The prediction of thermal aging of RPV materials for 60 years is rather a complicated task. The point is that thermal aging of surveillance specimen sets proceeds at the same temperature as that of RPVs. Therefore, surveillance specimen test results are relevant only to the current condition of RPV materials (for the moment of taking out surveillance specimens). Further material aging process can be predicted only through extrapolation.

Long-term prediction of thermal aging of materials is usually based on the test results of specimens subjected to accelerated aging at temperatures higher than the RPV operation temperatures. Such an approach results from the assumption that the material aging is controlled only by diffusion processes, and the equilibrium concentration of a diffusing element on some sinks (e.g., on grain boundaries) is temperature-independent. For this case, long-term prediction of thermal aging is usually based on the Arrhenius equation [1–3]. In particular, the Hollomon parameter which determines the degree of material aging depending on exposure time and temperature is one of the most commonly used [4, 5].

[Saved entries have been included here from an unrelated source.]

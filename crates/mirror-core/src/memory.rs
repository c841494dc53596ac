//! In-memory remote host for tests.
//!
//! `MemoryRemote` is a shared handle: tests keep one clone to script failures
//! and inspect the operation log while the connector and its sessions use the
//! others.

use crate::transport::{
    Connector, ErrorKind, ExecOutput, Result, Session, SessionIdentity, TransportError,
};
use async_trait::async_trait;
use std::collections::{BTreeSet, VecDeque};
use std::path::{Path, PathBuf};
use std::sync::{Arc, Mutex, MutexGuard};

/// Operation that reached the remote host successfully.
#[derive(Debug, Clone, PartialEq, Eq)]
pub enum RemoteOp {
    Connect,
    Exec(String),
    Put { local: PathBuf, remote: String },
    Get { remote: String, local: PathBuf },
    Remove(String),
    Close,
}

/// Which session call a scripted failure applies to.
#[derive(Debug, Clone, Copy, PartialEq, Eq)]
pub enum OpKind {
    Exec,
    Put,
    Get,
    Remove,
}

#[derive(Default)]
struct RemoteState {
    ops: Vec<RemoteOp>,
    files: BTreeSet<String>,
    scripted_exec: Vec<(String, ExecOutput)>,
    failures: VecDeque<(OpKind, TransportError)>,
    connect_failures: VecDeque<TransportError>,
    generation: u64,
    alive: bool,
}

#[derive(Clone, Default)]
pub struct MemoryRemote {
    state: Arc<Mutex<RemoteState>>,
}

impl MemoryRemote {
    pub fn new() -> Self {
        Self::default()
    }

    fn lock(&self) -> MutexGuard<'_, RemoteState> {
        self.state.lock().unwrap_or_else(|e| e.into_inner())
    }

    /// Make the next call of `kind` fail with `error`.
    pub fn fail_next(&self, kind: OpKind, error: TransportError) {
        self.lock().failures.push_back((kind, error));
    }

    /// Make the next connection attempt fail with `error`.
    pub fn fail_next_connect(&self, error: TransportError) {
        self.lock().connect_failures.push_back(error);
    }

    /// Any exec whose command contains `pattern` returns `output`.
    pub fn script_exec(&self, pattern: &str, output: ExecOutput) {
        self.lock().scripted_exec.push((pattern.to_string(), output));
    }

    /// Kill every open session; calls fail with a connection reset until a
    /// new session is connected.
    pub fn drop_connection(&self) {
        self.lock().alive = false;
    }

    pub fn ops(&self) -> Vec<RemoteOp> {
        self.lock().ops.clone()
    }

    pub fn connect_count(&self) -> usize {
        self.lock()
            .ops
            .iter()
            .filter(|op| matches!(op, RemoteOp::Connect))
            .count()
    }

    pub fn exec_commands(&self) -> Vec<String> {
        self.lock()
            .ops
            .iter()
            .filter_map(|op| match op {
                RemoteOp::Exec(command) => Some(command.clone()),
                _ => None,
            })
            .collect()
    }

    /// Remote paths written by `put`, in order, with repeats.
    pub fn puts(&self) -> Vec<String> {
        self.lock()
            .ops
            .iter()
            .filter_map(|op| match op {
                RemoteOp::Put { remote, .. } => Some(remote.clone()),
                _ => None,
            })
            .collect()
    }

    pub fn removes(&self) -> Vec<String> {
        self.lock()
            .ops
            .iter()
            .filter_map(|op| match op {
                RemoteOp::Remove(remote) => Some(remote.clone()),
                _ => None,
            })
            .collect()
    }

    /// Remote paths currently present.
    pub fn files(&self) -> BTreeSet<String> {
        self.lock().files.clone()
    }

    pub fn connector(&self) -> MemoryConnector {
        MemoryConnector {
            remote: self.clone(),
        }
    }

    /// Open a session directly, bypassing connect failures.
    pub fn open_session(&self) -> MemorySession {
        let mut state = self.lock();
        state.generation += 1;
        state.alive = true;
        state.ops.push(RemoteOp::Connect);
        MemorySession {
            remote: self.clone(),
            generation: state.generation,
        }
    }
}

pub struct MemorySession {
    remote: MemoryRemote,
    generation: u64,
}

impl MemorySession {
    /// Check liveness and scripted failures, then record the op.
    fn perform(&self, kind: OpKind, op: RemoteOp) -> Result<()> {
        let mut state = self.remote.lock();
        if !state.alive || state.generation != self.generation {
            return Err(TransportError::new(
                ErrorKind::ConnectionReset,
                "connection reset by peer",
            ));
        }
        if let Some(pos) = state.failures.iter().position(|(k, _)| *k == kind) {
            if let Some((_, error)) = state.failures.remove(pos) {
                if error.is_session_fatal() {
                    state.alive = false;
                }
                return Err(error);
            }
        }
        match &op {
            RemoteOp::Put { remote, .. } => {
                state.files.insert(remote.clone());
            }
            RemoteOp::Remove(remote) => {
                state.files.remove(remote);
            }
            _ => {}
        }
        state.ops.push(op);
        Ok(())
    }
}

#[async_trait]
impl Session for MemorySession {
    async fn exec(&mut self, command: &str) -> Result<ExecOutput> {
        self.perform(OpKind::Exec, RemoteOp::Exec(command.to_string()))?;
        let state = self.remote.lock();
        Ok(state
            .scripted_exec
            .iter()
            .find(|(pattern, _)| command.contains(pattern.as_str()))
            .map(|(_, output)| output.clone())
            .unwrap_or_else(|| ExecOutput::success("")))
    }

    async fn put(&mut self, local: &Path, remote: &str) -> Result<()> {
        self.perform(
            OpKind::Put,
            RemoteOp::Put {
                local: local.to_path_buf(),
                remote: remote.to_string(),
            },
        )
    }

    async fn get(&mut self, remote: &str, local: &Path) -> Result<()> {
        self.perform(
            OpKind::Get,
            RemoteOp::Get {
                remote: remote.to_string(),
                local: local.to_path_buf(),
            },
        )
    }

    async fn remove(&mut self, remote: &str) -> Result<()> {
        self.perform(OpKind::Remove, RemoteOp::Remove(remote.to_string()))
    }

    async fn close(&mut self) {
        let mut state = self.remote.lock();
        if state.generation == self.generation {
            state.alive = false;
        }
        state.ops.push(RemoteOp::Close);
    }
}

pub struct MemoryConnector {
    remote: MemoryRemote,
}

#[async_trait]
impl Connector for MemoryConnector {
    async fn connect(&self, _identity: &SessionIdentity) -> Result<Box<dyn Session>> {
        let failure = self.remote.lock().connect_failures.pop_front();
        if let Some(error) = failure {
            self.remote.lock().ops.push(RemoteOp::Connect);
            return Err(error);
        }
        Ok(Box::new(self.remote.open_session()))
    }
}
//! One-time alignment of the local and remote directories before polling.

use crate::config::InitialSync;
use anyhow::{bail, Context, Result};
use mirror_core::{MirrorLayout, Session};
use std::path::Path;
use tracing::info;

/// Bring the local copy in line with the remote according to `mode`.
///
/// `base` is the directory the local copy lives in (the working directory).
/// On success `base/<local_root>` exists.
pub async fn perform(
    mode: InitialSync,
    session: &mut dyn Session,
    layout: &MirrorLayout,
    base: &Path,
) -> Result<()> {
    let local_dir = base.join(layout.local_root());

    match mode {
        InitialSync::CopyFromRemote => {
            info!("Copying {} into {:?}...", layout.remote_dir(), base);
            session
                .get(&layout.remote_dir(), base)
                .await
                .with_context(|| format!("Failed to copy {} from remote", layout.remote_dir()))?;
        }
        InitialSync::TransferToRemote => {
            if !local_dir.is_dir() {
                bail!("Local directory {:?} does not exist; nothing to transfer", local_dir);
            }
            let parent = match layout.remote_parent() {
                "" => "/",
                parent => parent,
            };
            info!("Transferring {:?} to {}...", local_dir, parent);
            session
                .put(&local_dir, parent)
                .await
                .with_context(|| format!("Failed to transfer {:?} to remote", local_dir))?;
        }
        InitialSync::AssumeSynced => {
            info!("Assuming {:?} already matches {}", local_dir, layout.remote_dir());
        }
    }

    if !local_dir.is_dir() {
        bail!(
            "No local copy of {} exists at {:?}. Run with --copy-from-remote first",
            layout.remote_dir(),
            local_dir
        );
    }
    Ok(())
}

The phosphorus content for unirradiated RPV component materials is up to 0.020% as per relevant technical specifications. High P contents are known to result in thermal embrittlement of metal due to P segregation at grain boundaries (GBs). The equilibrium grain boundary P concentration is a temperature-dependent parameter, decreasing with increase of temperature [2, 3, 6]. Therefore, the prediction of P aging for the WWER-type RPV materials on the basis of the results of accelerated aging at higher temperatures and the Hollomon parameter application can be inadequate and nonconservative.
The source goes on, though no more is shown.